Before the hike, the Shiromani Gurdwara Parbandhak Committee was paying Rs 1,086 per domestic cylinder without any subsidy. Makkar has pointed out that the hike of ` 220 per cylinder would further burden the religious body. Several crores are spent on the cooking gas by the SGPC for its shrines.
“Lakhs of devotees partake langar at the Golden Temple and other shrines every day. Langars are a part of Sikh tradition. We make an appeal that subsidy should be given on cylinders supplied to the SGPC,” Avtar Singh Makkar stated in his letters to the Prime Minister and petroleum minister Veerappa Moily.
At the Guru Ram Dass langar in the Golden Temple, the SGPC uses an average 90 domestic LPG cylinders a day. Besides, about 60 quintals of wood is also used each day.
At ` 1,086 per cylinder (old rate), the SGPC had to spend around Rs 97,740 per day.
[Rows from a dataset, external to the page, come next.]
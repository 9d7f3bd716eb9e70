//! End-to-end tests over real WebSocket connections.

use std::net::SocketAddr;
use std::time::Duration;

use futures_util::{SinkExt, StreamExt};
use serde_json::{json, Value};
use tokio::net::TcpStream;
use tokio::time::timeout;
use tokio_tungstenite::tungstenite::client::IntoClientRequest;
use tokio_tungstenite::tungstenite::{Error as WsError, Message};
use tokio_tungstenite::{connect_async, MaybeTlsStream, WebSocketStream};

use tandem_signaling::{SignalingConfig, SignalingServer};

type Client = WebSocketStream<MaybeTlsStream<TcpStream>>;

async fn start_server(config: SignalingConfig) -> SocketAddr {
    let server = SignalingServer::bind(config).await.expect("bind server");
    let addr = server.local_addr();
    tokio::spawn(server.run());
    addr
}

fn ephemeral() -> SignalingConfig {
    SignalingConfig {
        bind_addr: "127.0.0.1".to_string(),
        port: 0,
        ..Default::default()
    }
}

async fn connect(addr: SocketAddr) -> Client {
    let (ws, _) = connect_async(format!("ws://{addr}"))
        .await
        .expect("connect");
    ws
}

async fn send(ws: &mut Client, value: Value) {
    ws.send(Message::Text(value.to_string()))
        .await
        .expect("send frame");
}

async fn recv(ws: &mut Client) -> Value {
    loop {
        let message = timeout(Duration::from_secs(5), ws.next())
            .await
            .expect("timed out waiting for an event")
            .expect("stream ended")
            .expect("read frame");
        if let Message::Text(text) = message {
            return serde_json::from_str(&text).expect("valid JSON event");
        }
    }
}

async fn assert_silent(ws: &mut Client) {
    match timeout(Duration::from_millis(300), ws.next()).await {
        Err(_) => {}
        Ok(frame) => panic!("expected silence, got {frame:?}"),
    }
}

#[tokio::test]
async fn match_relay_and_disconnect_flow() {
    let addr = start_server(ephemeral()).await;
    let mut a = connect(addr).await;
    let mut b = connect(addr).await;

    send(&mut a, json!({"type": "join-queue"})).await;
    send(&mut b, json!({"type": "join-queue"})).await;

    let created_a = recv(&mut a).await;
    let created_b = recv(&mut b).await;
    assert_eq!(created_a["type"], "session-created");
    assert_eq!(created_b["type"], "session-created");
    let session_id = created_a["sessionId"].clone();
    assert_eq!(session_id, created_b["sessionId"]);

    send(
        &mut a,
        json!({"type": "signal-offer", "sessionId": session_id, "offer": "X"}),
    )
    .await;
    let offer = recv(&mut b).await;
    assert_eq!(offer["type"], "signal-offer");
    assert_eq!(offer["offer"], "X");
    assert!(offer["from"].is_string(), "forwarded events carry the sender");

    send(
        &mut b,
        json!({"type": "signal-answer", "sessionId": session_id, "answer": {"sdp": "v=0"}}),
    )
    .await;
    let answer = recv(&mut a).await;
    assert_eq!(answer["type"], "signal-answer");
    assert_eq!(answer["answer"], json!({"sdp": "v=0"}));

    drop(a);
    let gone = recv(&mut b).await;
    assert_eq!(gone["type"], "peer-disconnected");

    // The torn-down session no longer routes anywhere.
    send(
        &mut b,
        json!({"type": "signal-candidate", "sessionId": session_id, "candidate": "c"}),
    )
    .await;
    assert_silent(&mut b).await;
}

#[tokio::test]
async fn lone_join_waits_silently() {
    let addr = start_server(ephemeral()).await;
    let mut c = connect(addr).await;

    send(&mut c, json!({"type": "join-queue"})).await;
    assert_silent(&mut c).await;
}

#[tokio::test]
async fn leave_queue_withdraws_from_matching() {
    let addr = start_server(ephemeral()).await;
    let mut a = connect(addr).await;
    let mut b = connect(addr).await;
    let mut c = connect(addr).await;

    send(&mut a, json!({"type": "join-queue"})).await;
    send(&mut a, json!({"type": "leave-queue"})).await;
    // Leaving twice is harmless.
    send(&mut a, json!({"type": "leave-queue"})).await;
    // Drain a's frames before anyone else joins so the withdrawal lands
    // first.
    assert_silent(&mut a).await;

    send(&mut b, json!({"type": "join-queue"})).await;
    assert_silent(&mut b).await;

    send(&mut c, json!({"type": "join-queue"})).await;
    let created_b = recv(&mut b).await;
    let created_c = recv(&mut c).await;
    assert_eq!(created_b["type"], "session-created");
    assert_eq!(created_b["sessionId"], created_c["sessionId"]);
    assert_silent(&mut a).await;
}

#[tokio::test]
async fn malformed_frames_are_dropped_without_killing_the_connection() {
    let addr = start_server(ephemeral()).await;
    let mut a = connect(addr).await;
    let mut b = connect(addr).await;

    send(&mut a, json!({"type": "no-such-event"})).await;
    a.send(Message::Text("not json at all".to_string()))
        .await
        .expect("send frame");

    // The connection survives and can still be matched.
    send(&mut a, json!({"type": "join-queue"})).await;
    send(&mut b, json!({"type": "join-queue"})).await;
    assert_eq!(recv(&mut a).await["type"], "session-created");
    assert_eq!(recv(&mut b).await["type"], "session-created");
}

#[tokio::test]
async fn cross_origin_handshakes_are_rejected() {
    let config = SignalingConfig {
        allowed_origins: vec!["https://app.example".to_string()],
        ..ephemeral()
    };
    let addr = start_server(config).await;

    let mut request = format!("ws://{addr}")
        .into_client_request()
        .expect("client request");
    request
        .headers_mut()
        .insert("Origin", "https://evil.example".parse().expect("header"));
    match connect_async(request).await {
        Err(WsError::Http(response)) => assert_eq!(response.status(), 403),
        other => panic!("expected a 403 handshake rejection, got {other:?}"),
    }

    let mut request = format!("ws://{addr}")
        .into_client_request()
        .expect("client request");
    request
        .headers_mut()
        .insert("Origin", "https://app.example".parse().expect("header"));
    connect_async(request)
        .await
        .expect("allowed origin connects");
}
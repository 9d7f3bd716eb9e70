//! Wire protocol for the signaling WebSocket.
//!
//! Events are JSON objects tagged with a `type` field. Signaling payloads
//! (offer, answer, candidate) are carried as opaque [`Value`]s: the server
//! forwards them without inspection, and the message kind rides in the
//! event type rather than in relay routing.

use serde::{Deserialize, Serialize};
use serde_json::Value;

use crate::registry::ConnectionId;
use crate::relay::SessionId;

/// Events a client sends to the server
#[derive(Debug, Clone, PartialEq, Serialize, Deserialize)]
#[serde(tag = "type", rename_all = "kebab-case")]
pub enum ClientEvent {
    /// Ask to be matched with another waiting client
    JoinQueue,

    /// Withdraw from the waiting queue
    LeaveQueue,

    /// Forward an SDP offer to the session peer
    #[serde(rename_all = "camelCase")]
    SignalOffer {
        /// Session the offer belongs to
        session_id: SessionId,
        /// Opaque offer payload
        offer: Value,
    },

    /// Forward an SDP answer to the session peer
    #[serde(rename_all = "camelCase")]
    SignalAnswer {
        /// Session the answer belongs to
        session_id: SessionId,
        /// Opaque answer payload
        answer: Value,
    },

    /// Forward a connectivity candidate to the session peer
    #[serde(rename_all = "camelCase")]
    SignalCandidate {
        /// Session the candidate belongs to
        session_id: SessionId,
        /// Opaque candidate payload
        candidate: Value,
    },
}

/// Events the server sends to a client
#[derive(Debug, Clone, PartialEq, Serialize, Deserialize)]
#[serde(tag = "type", rename_all = "kebab-case")]
pub enum ServerEvent {
    /// Sent to both participants when a pair is formed
    #[serde(rename_all = "camelCase")]
    SessionCreated {
        /// Id of the newly created session
        session_id: SessionId,
    },

    /// An offer forwarded from the session peer
    SignalOffer {
        /// Opaque offer payload, forwarded unmodified
        offer: Value,
        /// Connection that sent the offer
        from: ConnectionId,
    },

    /// An answer forwarded from the session peer
    SignalAnswer {
        /// Opaque answer payload, forwarded unmodified
        answer: Value,
        /// Connection that sent the answer
        from: ConnectionId,
    },

    /// A connectivity candidate forwarded from the session peer
    SignalCandidate {
        /// Opaque candidate payload, forwarded unmodified
        candidate: Value,
        /// Connection that sent the candidate
        from: ConnectionId,
    },

    /// Sent to the remaining participant when its peer disconnects
    PeerDisconnected,
}

/// A signaling payload in flight through the relay.
///
/// All three kinds share one relay code path; the kind only matters when
/// the payload is turned back into a [`ServerEvent`] for the receiver.
#[derive(Debug, Clone)]
pub enum SignalPayload {
    /// SDP offer
    Offer(Value),
    /// SDP answer
    Answer(Value),
    /// ICE candidate
    Candidate(Value),
}

impl SignalPayload {
    /// Kind label for logging
    pub fn kind(&self) -> &'static str {
        match self {
            Self::Offer(_) => "offer",
            Self::Answer(_) => "answer",
            Self::Candidate(_) => "candidate",
        }
    }

    /// Build the outbound event for the receiving peer
    pub fn into_event(self, from: ConnectionId) -> ServerEvent {
        match self {
            Self::Offer(offer) => ServerEvent::SignalOffer { offer, from },
            Self::Answer(answer) => ServerEvent::SignalAnswer { answer, from },
            Self::Candidate(candidate) => ServerEvent::SignalCandidate { candidate, from },
        }
    }
}
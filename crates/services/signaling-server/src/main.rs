//! Signaling server binary entry point.
//!
//! # Usage
//!
//! ```bash
//! # Listen on the default port with any origin allowed
//! cargo run -p tandem-signaling-server
//!
//! # Restrict origins and pick a port
//! cargo run -p tandem-signaling-server -- \
//!   --port 3000 \
//!   --allowed-origins https://app.example,http://localhost:5173
//!
//! # Randomized pairing: match immediately only half the time
//! cargo run -p tandem-signaling-server -- --pair-chance 0.5
//! ```

use clap::Parser;
use tandem_signaling::{SignalingConfig, SignalingServer};
use tracing::info;
use tracing_subscriber::{layer::SubscriberExt, util::SubscriberInitExt, EnvFilter};

/// Tandem signaling server
///
/// Matches anonymous clients into two-party sessions and relays WebRTC
/// signaling messages between the matched pair.
#[derive(Parser, Debug)]
#[command(author, version, about, long_about = None)]
struct Args {
    /// Address to bind the listener to
    #[arg(long, default_value = "0.0.0.0", env = "BIND_ADDR")]
    bind: String,

    /// Port to listen on
    #[arg(short, long, default_value_t = 3000, env = "PORT")]
    port: u16,

    /// Allowed origins (comma-separated; empty allows any origin)
    #[arg(long, value_delimiter = ',', env = "ALLOWED_ORIGINS")]
    allowed_origins: Vec<String>,

    /// Probability of pairing a join immediately instead of re-queuing
    /// (omit for deterministic FIFO pairing)
    #[arg(long, env = "PAIR_CHANCE")]
    pair_chance: Option<f64>,
}

#[tokio::main]
async fn main() -> anyhow::Result<()> {
    init_tracing();

    let args = Args::parse();
    info!(
        version = env!("CARGO_PKG_VERSION"),
        "Tandem signaling server starting"
    );

    let config = SignalingConfig {
        bind_addr: args.bind,
        port: args.port,
        allowed_origins: args.allowed_origins,
        pair_chance: args.pair_chance,
    };

    let server = SignalingServer::bind(config).await?;
    info!(addr = %server.local_addr(), "listening for WebSocket connections");

    tokio::select! {
        result = server.run() => result?,
        _ = tokio::signal::ctrl_c() => {
            info!("shutdown signal received, stopping");
        }
    }

    Ok(())
}

fn init_tracing() {
    let env_filter = EnvFilter::try_from_default_env().unwrap_or_else(|_| EnvFilter::new("info"));

    tracing_subscriber::registry()
        .with(env_filter)
        .with(tracing_subscriber::fmt::layer())
        .init();
}
//! Matchmaking queue and pairing policy.
//!
//! The queue is strictly FIFO: insertion order determines match priority,
//! so no waiting client is starved while newer arrivals are matched first.
//! Whether the head of the queue is paired with a new requester is a
//! pluggable [`PairingPolicy`]; queue mechanics never change with the
//! policy.

use std::collections::VecDeque;

use rand::Rng;
use tracing::trace;

use crate::registry::ConnectionId;

/// Decision rule for whether a newly arrived requester immediately
/// matches the head of the waiting queue.
pub trait PairingPolicy: Send + Sync {
    /// Decide whether `waiting` (the earliest-enqueued id) should be
    /// paired with `requester` now. Returning false re-queues the
    /// requester at the tail instead.
    fn should_pair(&self, waiting: ConnectionId, requester: ConnectionId) -> bool;
}

/// Deterministic FIFO pairing: always match. The default.
#[derive(Debug, Clone, Copy, Default)]
pub struct FifoPairing;

impl PairingPolicy for FifoPairing {
    fn should_pair(&self, _waiting: ConnectionId, _requester: ConnectionId) -> bool {
        true
    }
}

/// Randomized pairing: match with the configured probability, otherwise
/// re-queue the requester behind the current waiter.
#[derive(Debug, Clone, Copy)]
pub struct CoinFlipPairing {
    pair_chance: f64,
}

impl CoinFlipPairing {
    /// Create a coin-flip policy; `pair_chance` is clamped to `[0, 1]`
    pub fn new(pair_chance: f64) -> Self {
        Self {
            pair_chance: pair_chance.clamp(0.0, 1.0),
        }
    }
}

impl PairingPolicy for CoinFlipPairing {
    fn should_pair(&self, _waiting: ConnectionId, _requester: ConnectionId) -> bool {
        rand::thread_rng().gen_bool(self.pair_chance)
    }
}

/// Outcome of an enqueue attempt
#[derive(Debug, Clone, Copy, PartialEq, Eq)]
pub enum EnqueueOutcome {
    /// Appended to the tail of the waiting queue
    Queued,
    /// Paired with the earliest waiter, which has been popped
    Matched {
        /// The waiter this requester was paired with
        partner: ConnectionId,
    },
    /// Already waiting; duplicate join requests are no-ops
    AlreadyWaiting,
}

/// Owns the waiting queue and converts two waiting connections into a pair.
///
/// The matchmaker knows nothing about sessions; the caller turns a
/// [`EnqueueOutcome::Matched`] result into a session and notifies both
/// sides.
pub struct Matchmaker {
    queue: VecDeque<ConnectionId>,
    policy: Box<dyn PairingPolicy>,
}

impl Matchmaker {
    /// Create a matchmaker with the given pairing policy
    pub fn new(policy: Box<dyn PairingPolicy>) -> Self {
        Self {
            queue: VecDeque::new(),
            policy,
        }
    }

    /// Create a matchmaker with the default deterministic FIFO policy
    pub fn fifo() -> Self {
        Self::new(Box::new(FifoPairing))
    }

    /// Try to pair `id` with the earliest waiter, or append it to the
    /// queue. Idempotent for ids already waiting.
    ///
    /// The caller must ensure `id` is not a participant of a live session;
    /// the queue and the session table are disjoint by construction.
    pub fn enqueue(&mut self, id: ConnectionId) -> EnqueueOutcome {
        if self.queue.contains(&id) {
            trace!(connection_id = %id, "duplicate join request ignored");
            return EnqueueOutcome::AlreadyWaiting;
        }

        if let Some(&waiting) = self.queue.front() {
            if self.policy.should_pair(waiting, id) {
                self.queue.pop_front();
                return EnqueueOutcome::Matched { partner: waiting };
            }
            trace!(connection_id = %id, "pairing declined by policy, re-queuing");
        }

        self.queue.push_back(id);
        EnqueueOutcome::Queued
    }

    /// Remove `id` from the queue; returns false if it was not waiting
    pub fn dequeue(&mut self, id: ConnectionId) -> bool {
        match self.queue.iter().position(|&queued| queued == id) {
            Some(index) => {
                let _ = self.queue.remove(index);
                true
            }
            None => false,
        }
    }

    /// Whether `id` is currently waiting
    pub fn contains(&self, id: ConnectionId) -> bool {
        self.queue.contains(&id)
    }

    /// Number of waiting connections
    pub fn len(&self) -> usize {
        self.queue.len()
    }

    /// Whether the queue is empty
    pub fn is_empty(&self) -> bool {
        self.queue.is_empty()
    }
}
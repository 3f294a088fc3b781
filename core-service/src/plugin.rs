//! # Plugin Surface
//!
//! JSON call surface for hybrid hosts (WebView bridges, Capacitor-style
//! plugin registries). The host forwards `(method, args)` pairs and relays
//! the returned value or [`PluginRejection`] back to the calling script.
//!
//! | Method           | Arguments                    | Resolves with |
//! |------------------|------------------------------|---------------|
//! | `createDocument` | `{ fileName?, mimeType? }`   | `{ uri }`     |
//! | `writeToUri`     | `{ uri, data }`              | `{}`          |
//!
//! `name`, `handle` and `payload` are accepted as aliases of `fileName`,
//! `uri` and `data`.

use serde::Serialize;
use serde_json::{json, Value};
use std::fmt;
use tracing::debug;

use crate::{CoreService, ExportError, ExportRequest, WriteRequest};

/// Name the plugin registers under.
pub const PLUGIN_NAME: &str = "SaveFile";

pub const CREATE_DOCUMENT: &str = "createDocument";
pub const WRITE_TO_URI: &str = "writeToUri";

/// Code for calls to a method the plugin does not export.
pub const UNIMPLEMENTED: &str = "UNIMPLEMENTED";

/// Rejection relayed to the calling script.
#[derive(Debug, Clone, PartialEq, Eq, Serialize)]
pub struct PluginRejection {
    pub code: String,
    pub message: String,
}

impl PluginRejection {
    fn new(code: impl Into<String>, message: impl Into<String>) -> Self {
        Self {
            code: code.into(),
            message: message.into(),
        }
    }
}

impl From<ExportError> for PluginRejection {
    fn from(err: ExportError) -> Self {
        Self::new(err.code().as_str(), err.to_string())
    }
}

impl fmt::Display for PluginRejection {
    fn fmt(&self, f: &mut fmt::Formatter<'_>) -> fmt::Result {
        write!(f, "{}: {}", self.code, self.message)
    }
}

impl std::error::Error for PluginRejection {}

/// Look up the first of `keys` holding a string.
///
/// Values of any other JSON type count as absent, as do `args` that are not
/// an object.
fn string_arg(args: &Value, keys: &[&str]) -> Option<String> {
    keys.iter()
        .find_map(|key| args.get(*key).and_then(Value::as_str))
        .map(str::to_string)
}

impl CoreService {
    /// Route a plugin call to the export session.
    ///
    /// Arguments are read leniently: a missing object or a non-string field
    /// is treated as absent, so the core applies its defaults or reports
    /// `MISSING_URI` / `MISSING_DATA`.
    pub async fn dispatch(&self, method: &str, args: Value) -> Result<Value, PluginRejection> {
        debug!(plugin = PLUGIN_NAME, method, "Dispatching plugin call");

        match method {
            CREATE_DOCUMENT => {
                let handle = self
                    .create_target(ExportRequest {
                        name: string_arg(&args, &["fileName", "name"]),
                        mime_type: string_arg(&args, &["mimeType"]),
                    })
                    .await?;
                Ok(json!({ "uri": handle.as_str() }))
            }
            WRITE_TO_URI => {
                self.write_target(WriteRequest::from_parts(
                    string_arg(&args, &["uri", "handle"]),
                    string_arg(&args, &["data", "payload"]),
                ))
                .await?;
                Ok(json!({}))
            }
            other => Err(PluginRejection::new(
                UNIMPLEMENTED,
                format!("{} does not implement {}", PLUGIN_NAME, other),
            )),
        }
    }
}
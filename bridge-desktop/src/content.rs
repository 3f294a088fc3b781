//! Content Resolver Implementation using Tokio

use async_trait::async_trait;
use bridge_traits::{
    content::{ContentResolver, DynAsyncWrite},
    error::{BridgeError, Result},
};
use std::io::ErrorKind;
use std::path::{Path, PathBuf};
use tokio::fs;
use tracing::debug;
use url::Url;

/// Resolves `file://` locators to files on the local filesystem.
///
/// Streams are opened write + truncate without `create`, matching the
/// semantics of a picked document: the picker creates the file, the resolver
/// only rewrites it.
#[derive(Debug, Clone, Default)]
pub struct TokioContentResolver;

impl TokioContentResolver {
    pub fn new() -> Self {
        Self
    }

    /// Map a `file://` locator to a local path.
    pub fn locator_to_path(locator: &str) -> Result<PathBuf> {
        let url = Url::parse(locator)
            .map_err(|e| BridgeError::NotAvailable(format!("Unparseable locator: {}", e)))?;

        if url.scheme() != "file" {
            return Err(BridgeError::NotAvailable(format!(
                "Unsupported locator scheme '{}' on desktop",
                url.scheme()
            )));
        }

        url.to_file_path()
            .map_err(|_| BridgeError::NotAvailable("Locator is not a local file path".to_string()))
    }

    fn map_open_error(e: std::io::Error, path: &Path) -> BridgeError {
        match e.kind() {
            ErrorKind::NotFound => BridgeError::NotFound(path.display().to_string()),
            ErrorKind::PermissionDenied => {
                BridgeError::PermissionDenied(path.display().to_string())
            }
            _ => BridgeError::Io(e),
        }
    }
}

#[async_trait]
impl ContentResolver for TokioContentResolver {
    async fn open_output_stream(&self, locator: &str) -> Result<Box<DynAsyncWrite>> {
        let path = Self::locator_to_path(locator)?;

        let file = fs::OpenOptions::new()
            .write(true)
            .truncate(true)
            .open(&path)
            .await
            .map_err(|e| Self::map_open_error(e, &path))?;

        debug!(path = ?path, "Opened document for writing");
        Ok(Box::new(file))
    }
}

#[cfg(test)]
mod tests {
    use super::*;
    use std::env;
    use tokio::io::AsyncWriteExt;
    use uuid::Uuid;

    fn temp_file(name: &str) -> PathBuf {
        let dir = env::temp_dir().join(format!("bridge-desktop-content-{}", Uuid::new_v4()));
        std::fs::create_dir_all(&dir).unwrap();
        dir.join(name)
    }

    fn locator(path: &Path) -> String {
        Url::from_file_path(path).unwrap().to_string()
    }

    #[test]
    fn test_rejects_foreign_scheme() {
        let err = TokioContentResolver::locator_to_path("content://downloads/document/7")
            .unwrap_err();
        assert!(matches!(err, BridgeError::NotAvailable(_)));
    }

    #[test]
    fn test_rejects_garbage_locator() {
        let err = TokioContentResolver::locator_to_path("not a locator").unwrap_err();
        assert!(matches!(err, BridgeError::NotAvailable(_)));
    }

    #[tokio::test]
    async fn test_open_truncates_existing_content() {
        let path = temp_file("export.json");
        std::fs::write(&path, b"previous content that is longer").unwrap();

        let resolver = TokioContentResolver::new();
        let mut out = resolver.open_output_stream(&locator(&path)).await.unwrap();
        out.write_all(b"new").await.unwrap();
        out.shutdown().await.unwrap();
        drop(out);

        assert_eq!(std::fs::read(&path).unwrap(), b"new");
        let _ = std::fs::remove_dir_all(path.parent().unwrap());
    }

    #[tokio::test]
    async fn test_missing_document_is_not_created() {
        let path = temp_file("deleted.json");

        let resolver = TokioContentResolver::new();
        let err = resolver.open_output_stream(&locator(&path)).await.err().unwrap();

        assert!(matches!(err, BridgeError::NotFound(_)));
        assert!(!path.exists());
        let _ = std::fs::remove_dir_all(path.parent().unwrap());
    }
}
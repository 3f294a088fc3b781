//! # Export Event Bus
//!
//! Broadcasts export lifecycle events using `tokio::sync::broadcast`, so that
//! host UI (progress toasts, analytics) can observe exports without being on
//! the call path.
//!
//! ```text
//! ┌──────────────────────┐   emit    ┌──────────┐  subscribe  ┌────────────┐
//! │ PermissionNegotiator ├──────────>│          ├────────────>│ Host UI    │
//! └──────────────────────┘           │ EventBus │             └────────────┘
//! ┌──────────────────────┐   emit    │          │  subscribe  ┌────────────┐
//! │ ExportSession        ├──────────>│          ├────────────>│ Analytics  │
//! └──────────────────────┘           └──────────┘             └────────────┘
//! ```
//!
//! Events never carry payload contents. Locators are included because the
//! host already owns them; log output redacts them separately.
//!
//! ## Usage
//!
//! ```rust
//! use core_runtime::events::{EventBus, ExportEvent};
//!
//! # #[tokio::main]
//! # async fn main() {
//! let bus = EventBus::new(16);
//! let mut rx = bus.subscribe();
//!
//! bus.emit(ExportEvent::PickCanceled);
//! assert_eq!(rx.recv().await.unwrap(), ExportEvent::PickCanceled);
//! # }
//! ```

use serde::{Deserialize, Serialize};
use std::fmt;
use tokio::sync::broadcast::{self, Receiver};

const DEFAULT_EVENT_BUFFER_SIZE: usize = 64;

/// Export lifecycle events.
#[derive(Debug, Clone, PartialEq, Eq, Serialize, Deserialize)]
#[serde(tag = "type", rename_all = "camelCase")]
pub enum ExportEvent {
    /// A batched permission request was dispatched to the host.
    PermissionsRequested { capabilities: Vec<String> },
    /// A create-document intent was handed to the picker.
    PickStarted { file_name: String, mime_type: String },
    /// The picker returned a document.
    TargetCreated { locator: String },
    /// The picker returned without a document.
    PickCanceled,
    /// A payload was fully written, flushed and closed.
    WriteCompleted { locator: String, bytes: usize },
    /// A write was rejected; `code` is the stable error code.
    WriteFailed { code: String },
}

impl ExportEvent {
    pub fn description(&self) -> &'static str {
        match self {
            ExportEvent::PermissionsRequested { .. } => "Storage permissions requested",
            ExportEvent::PickStarted { .. } => "Document picker launched",
            ExportEvent::TargetCreated { .. } => "Export target created",
            ExportEvent::PickCanceled => "Document picker canceled",
            ExportEvent::WriteCompleted { .. } => "Export written",
            ExportEvent::WriteFailed { .. } => "Export write failed",
        }
    }

    /// Whether the event ends an export attempt.
    pub fn is_terminal(&self) -> bool {
        matches!(
            self,
            ExportEvent::PickCanceled
                | ExportEvent::WriteCompleted { .. }
                | ExportEvent::WriteFailed { .. }
        )
    }
}

/// Broadcast channel for [`ExportEvent`]s.
#[derive(Clone)]
pub struct EventBus {
    sender: broadcast::Sender<ExportEvent>,
}

impl EventBus {
    /// Creates a bus buffering up to `capacity` events per subscriber.
    pub fn new(capacity: usize) -> Self {
        let (sender, _) = broadcast::channel(capacity);
        Self { sender }
    }

    /// Publishes an event to all current subscribers.
    ///
    /// Returns the number of subscribers reached. Having none is normal.
    pub fn emit(&self, event: ExportEvent) -> usize {
        self.sender.send(event).unwrap_or(0)
    }

    /// Creates a receiver for all future events. Past events are not replayed.
    pub fn subscribe(&self) -> Receiver<ExportEvent> {
        self.sender.subscribe()
    }

    pub fn subscriber_count(&self) -> usize {
        self.sender.receiver_count()
    }
}

impl Default for EventBus {
    fn default() -> Self {
        Self::new(DEFAULT_EVENT_BUFFER_SIZE)
    }
}

impl fmt::Debug for EventBus {
    fn fmt(&self, f: &mut fmt::Formatter<'_>) -> fmt::Result {
        f.debug_struct("EventBus")
            .field("subscribers", &self.subscriber_count())
            .finish()
    }
}

#[cfg(test)]
mod tests {
    use super::*;
    use tokio::sync::broadcast::error::RecvError;

    #[test]
    fn test_emit_without_subscribers() {
        let bus = EventBus::new(4);
        assert_eq!(bus.emit(ExportEvent::PickCanceled), 0);
    }

    #[tokio::test]
    async fn test_every_subscriber_receives() {
        let bus = EventBus::new(4);
        let mut first = bus.subscribe();
        let mut second = bus.subscribe();

        let event = ExportEvent::WriteCompleted {
            locator: "file:///tmp/export.json".to_string(),
            bytes: 5,
        };
        assert_eq!(bus.emit(event.clone()), 2);

        assert_eq!(first.recv().await.unwrap(), event);
        assert_eq!(second.recv().await.unwrap(), event);
    }

    #[tokio::test]
    async fn test_slow_subscriber_lags() {
        let bus = EventBus::new(2);
        let mut rx = bus.subscribe();

        for _ in 0..3 {
            bus.emit(ExportEvent::PickCanceled);
        }

        assert!(matches!(rx.recv().await, Err(RecvError::Lagged(1))));
    }

    #[test]
    fn test_terminal_events() {
        assert!(ExportEvent::PickCanceled.is_terminal());
        assert!(ExportEvent::WriteFailed {
            code: "WRITE_FAILED".to_string()
        }
        .is_terminal());
        assert!(!ExportEvent::TargetCreated {
            locator: "content://x".to_string()
        }
        .is_terminal());
    }

    #[test]
    fn test_event_serializes_with_type_tag() {
        let json = serde_json::to_string(&ExportEvent::WriteFailed {
            code: "FILE_NOTCREATED".to_string(),
        })
        .unwrap();
        assert_eq!(json, r#"{"type":"writeFailed","code":"FILE_NOTCREATED"}"#);
    }
}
The SGPC is trying to do away the use of wood as fuel since it causes much pollution, thus affecting the gold plating and marble at the shrine.
The use of wood fuel was found to be a major reason behind pollution around the Golden Temple by a team of IIT-Delhi which was entrusted with the task of identifying causes of pollution and also to suggest alternatives to lessen this problem.
Rough estimates by the SGPC suggest that if the use of wood is stopped completely, about 135 LPG cylinders will be used at the Golden Temple langar in a day. The SGPC uses around 400 cylinders a day in the Golden Temple and other important religious shrines under its control in Punjab. The SGPC is visibly worried about the amount of money it has to spend on the purchase of LPG cylinders for the free kitchens run by it.